__TASK TO CARRY OUT__: Across all the records, filter for lines with the word "shell" and copy them.

__RECORDED DATA__:
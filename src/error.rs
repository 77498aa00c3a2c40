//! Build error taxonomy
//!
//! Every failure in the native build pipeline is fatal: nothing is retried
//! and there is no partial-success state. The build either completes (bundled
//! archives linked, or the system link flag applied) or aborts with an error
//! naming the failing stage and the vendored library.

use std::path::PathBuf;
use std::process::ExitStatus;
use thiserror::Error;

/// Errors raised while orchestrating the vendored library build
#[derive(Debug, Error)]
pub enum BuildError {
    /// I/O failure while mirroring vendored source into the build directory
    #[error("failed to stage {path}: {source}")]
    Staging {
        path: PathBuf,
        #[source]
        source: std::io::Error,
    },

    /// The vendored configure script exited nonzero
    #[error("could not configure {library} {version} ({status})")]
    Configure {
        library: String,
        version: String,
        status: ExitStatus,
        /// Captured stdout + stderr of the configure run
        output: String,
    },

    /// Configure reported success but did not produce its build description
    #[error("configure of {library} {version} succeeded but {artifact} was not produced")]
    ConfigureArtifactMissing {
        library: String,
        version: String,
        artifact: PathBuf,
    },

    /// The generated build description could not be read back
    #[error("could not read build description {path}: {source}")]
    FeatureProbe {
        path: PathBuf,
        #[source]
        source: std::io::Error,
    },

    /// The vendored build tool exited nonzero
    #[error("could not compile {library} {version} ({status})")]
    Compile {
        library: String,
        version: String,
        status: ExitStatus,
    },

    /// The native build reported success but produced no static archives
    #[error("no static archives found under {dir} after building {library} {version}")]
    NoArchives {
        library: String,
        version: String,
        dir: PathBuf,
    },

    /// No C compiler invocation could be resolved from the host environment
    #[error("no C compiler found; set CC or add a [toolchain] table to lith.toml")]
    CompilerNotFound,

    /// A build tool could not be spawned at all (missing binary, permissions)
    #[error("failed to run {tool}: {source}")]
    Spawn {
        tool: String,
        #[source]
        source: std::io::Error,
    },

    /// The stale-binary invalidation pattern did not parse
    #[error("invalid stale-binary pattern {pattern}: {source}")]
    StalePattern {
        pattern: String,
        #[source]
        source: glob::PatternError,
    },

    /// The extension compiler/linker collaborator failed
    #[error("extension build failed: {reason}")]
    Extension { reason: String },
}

...

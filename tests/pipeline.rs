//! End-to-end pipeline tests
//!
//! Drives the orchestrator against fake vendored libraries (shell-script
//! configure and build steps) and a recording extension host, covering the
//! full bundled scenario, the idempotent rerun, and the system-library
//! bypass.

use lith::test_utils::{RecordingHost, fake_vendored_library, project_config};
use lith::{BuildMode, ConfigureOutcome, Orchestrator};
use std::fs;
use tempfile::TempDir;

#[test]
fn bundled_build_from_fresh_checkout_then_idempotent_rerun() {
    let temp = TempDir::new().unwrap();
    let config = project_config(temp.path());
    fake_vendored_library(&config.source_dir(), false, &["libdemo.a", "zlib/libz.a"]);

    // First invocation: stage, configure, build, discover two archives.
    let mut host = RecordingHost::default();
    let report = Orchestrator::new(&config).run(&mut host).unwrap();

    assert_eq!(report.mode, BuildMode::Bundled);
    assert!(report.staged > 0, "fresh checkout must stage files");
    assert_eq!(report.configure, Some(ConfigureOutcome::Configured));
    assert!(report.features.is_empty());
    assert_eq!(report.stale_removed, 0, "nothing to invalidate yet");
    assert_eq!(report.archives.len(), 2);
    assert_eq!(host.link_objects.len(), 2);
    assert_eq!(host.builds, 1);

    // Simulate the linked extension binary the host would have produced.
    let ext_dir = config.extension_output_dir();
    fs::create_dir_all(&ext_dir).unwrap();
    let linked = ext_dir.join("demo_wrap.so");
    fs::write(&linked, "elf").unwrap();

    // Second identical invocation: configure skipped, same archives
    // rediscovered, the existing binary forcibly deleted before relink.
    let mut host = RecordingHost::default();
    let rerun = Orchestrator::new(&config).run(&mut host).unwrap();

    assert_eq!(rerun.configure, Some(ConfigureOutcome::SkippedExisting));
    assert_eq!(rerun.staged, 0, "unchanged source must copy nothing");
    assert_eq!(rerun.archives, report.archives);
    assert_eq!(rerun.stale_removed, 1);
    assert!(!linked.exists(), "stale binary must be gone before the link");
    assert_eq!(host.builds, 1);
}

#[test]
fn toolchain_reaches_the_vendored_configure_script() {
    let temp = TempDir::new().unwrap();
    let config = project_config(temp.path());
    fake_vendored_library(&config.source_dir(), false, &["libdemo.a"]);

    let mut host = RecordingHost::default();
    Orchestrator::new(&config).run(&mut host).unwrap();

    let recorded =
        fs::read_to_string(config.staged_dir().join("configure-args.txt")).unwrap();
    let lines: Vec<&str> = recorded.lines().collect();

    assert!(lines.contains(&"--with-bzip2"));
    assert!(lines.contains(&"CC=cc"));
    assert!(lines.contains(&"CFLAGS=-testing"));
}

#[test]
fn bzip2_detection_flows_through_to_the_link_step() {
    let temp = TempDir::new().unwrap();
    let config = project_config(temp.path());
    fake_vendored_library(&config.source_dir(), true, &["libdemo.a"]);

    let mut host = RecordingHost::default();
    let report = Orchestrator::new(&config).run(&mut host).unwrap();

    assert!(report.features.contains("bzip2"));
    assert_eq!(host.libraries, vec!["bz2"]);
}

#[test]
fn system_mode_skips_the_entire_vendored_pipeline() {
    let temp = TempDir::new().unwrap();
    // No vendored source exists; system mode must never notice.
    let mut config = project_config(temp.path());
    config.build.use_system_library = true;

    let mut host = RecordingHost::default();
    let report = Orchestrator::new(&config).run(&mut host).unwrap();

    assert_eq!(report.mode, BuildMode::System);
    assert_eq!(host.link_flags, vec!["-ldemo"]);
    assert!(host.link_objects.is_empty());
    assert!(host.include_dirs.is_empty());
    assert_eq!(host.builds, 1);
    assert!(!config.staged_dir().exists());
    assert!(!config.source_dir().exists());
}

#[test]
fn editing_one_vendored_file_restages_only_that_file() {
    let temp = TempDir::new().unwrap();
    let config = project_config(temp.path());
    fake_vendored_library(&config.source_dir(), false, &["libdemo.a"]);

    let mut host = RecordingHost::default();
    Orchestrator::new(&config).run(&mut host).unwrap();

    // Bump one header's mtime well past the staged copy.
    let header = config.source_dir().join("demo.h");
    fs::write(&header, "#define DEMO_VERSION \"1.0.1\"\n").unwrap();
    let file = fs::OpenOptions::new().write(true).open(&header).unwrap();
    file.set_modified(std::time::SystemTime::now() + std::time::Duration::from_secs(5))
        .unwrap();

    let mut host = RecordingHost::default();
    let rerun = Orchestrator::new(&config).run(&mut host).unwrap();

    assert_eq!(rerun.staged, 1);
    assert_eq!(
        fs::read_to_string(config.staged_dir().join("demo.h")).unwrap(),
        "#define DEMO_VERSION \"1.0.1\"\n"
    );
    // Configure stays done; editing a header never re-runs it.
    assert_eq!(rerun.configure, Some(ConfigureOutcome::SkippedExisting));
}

* * *

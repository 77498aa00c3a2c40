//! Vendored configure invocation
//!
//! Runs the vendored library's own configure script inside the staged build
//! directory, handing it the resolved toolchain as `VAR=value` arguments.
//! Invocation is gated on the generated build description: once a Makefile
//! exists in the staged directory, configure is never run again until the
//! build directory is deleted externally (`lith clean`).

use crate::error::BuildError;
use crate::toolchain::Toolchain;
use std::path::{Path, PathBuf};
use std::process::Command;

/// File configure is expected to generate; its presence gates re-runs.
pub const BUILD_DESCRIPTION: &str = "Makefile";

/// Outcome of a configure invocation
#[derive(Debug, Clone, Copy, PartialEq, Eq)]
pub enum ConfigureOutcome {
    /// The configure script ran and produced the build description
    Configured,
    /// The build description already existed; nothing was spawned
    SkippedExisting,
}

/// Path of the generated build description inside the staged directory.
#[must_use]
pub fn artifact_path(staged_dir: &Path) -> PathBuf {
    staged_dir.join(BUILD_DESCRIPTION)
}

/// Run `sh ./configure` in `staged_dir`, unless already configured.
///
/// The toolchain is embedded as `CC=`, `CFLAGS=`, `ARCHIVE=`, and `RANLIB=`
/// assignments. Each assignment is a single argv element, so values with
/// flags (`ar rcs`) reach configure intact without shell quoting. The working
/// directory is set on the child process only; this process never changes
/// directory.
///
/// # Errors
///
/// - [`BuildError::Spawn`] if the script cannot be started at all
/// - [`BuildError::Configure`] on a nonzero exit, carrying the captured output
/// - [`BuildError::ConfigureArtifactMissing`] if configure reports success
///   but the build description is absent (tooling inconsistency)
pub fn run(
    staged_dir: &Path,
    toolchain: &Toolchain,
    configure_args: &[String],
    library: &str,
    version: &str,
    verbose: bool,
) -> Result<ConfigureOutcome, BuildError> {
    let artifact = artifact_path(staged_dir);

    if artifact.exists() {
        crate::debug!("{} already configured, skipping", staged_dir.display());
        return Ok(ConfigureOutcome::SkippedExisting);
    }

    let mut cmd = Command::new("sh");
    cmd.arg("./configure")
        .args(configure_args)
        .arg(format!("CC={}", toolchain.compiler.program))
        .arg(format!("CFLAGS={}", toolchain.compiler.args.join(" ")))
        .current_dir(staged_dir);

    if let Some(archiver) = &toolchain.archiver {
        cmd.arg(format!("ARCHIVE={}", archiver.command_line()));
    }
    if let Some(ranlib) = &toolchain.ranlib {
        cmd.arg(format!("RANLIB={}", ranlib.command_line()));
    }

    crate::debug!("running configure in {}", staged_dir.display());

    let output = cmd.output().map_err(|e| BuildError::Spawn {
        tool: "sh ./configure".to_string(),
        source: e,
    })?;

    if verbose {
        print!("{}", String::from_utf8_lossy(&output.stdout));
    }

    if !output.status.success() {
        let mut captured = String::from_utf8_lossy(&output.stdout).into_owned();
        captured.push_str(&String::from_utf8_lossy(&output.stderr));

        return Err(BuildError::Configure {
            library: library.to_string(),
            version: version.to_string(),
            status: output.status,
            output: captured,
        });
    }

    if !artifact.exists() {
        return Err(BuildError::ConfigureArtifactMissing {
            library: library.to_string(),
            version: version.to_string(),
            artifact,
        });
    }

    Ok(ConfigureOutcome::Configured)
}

__YOUR RESPONSE__:
//! Drives the orchestrator against fake vendored libraries (shell-script
/// flags (`ar rcs`) reach configure intact without shell quoting. The working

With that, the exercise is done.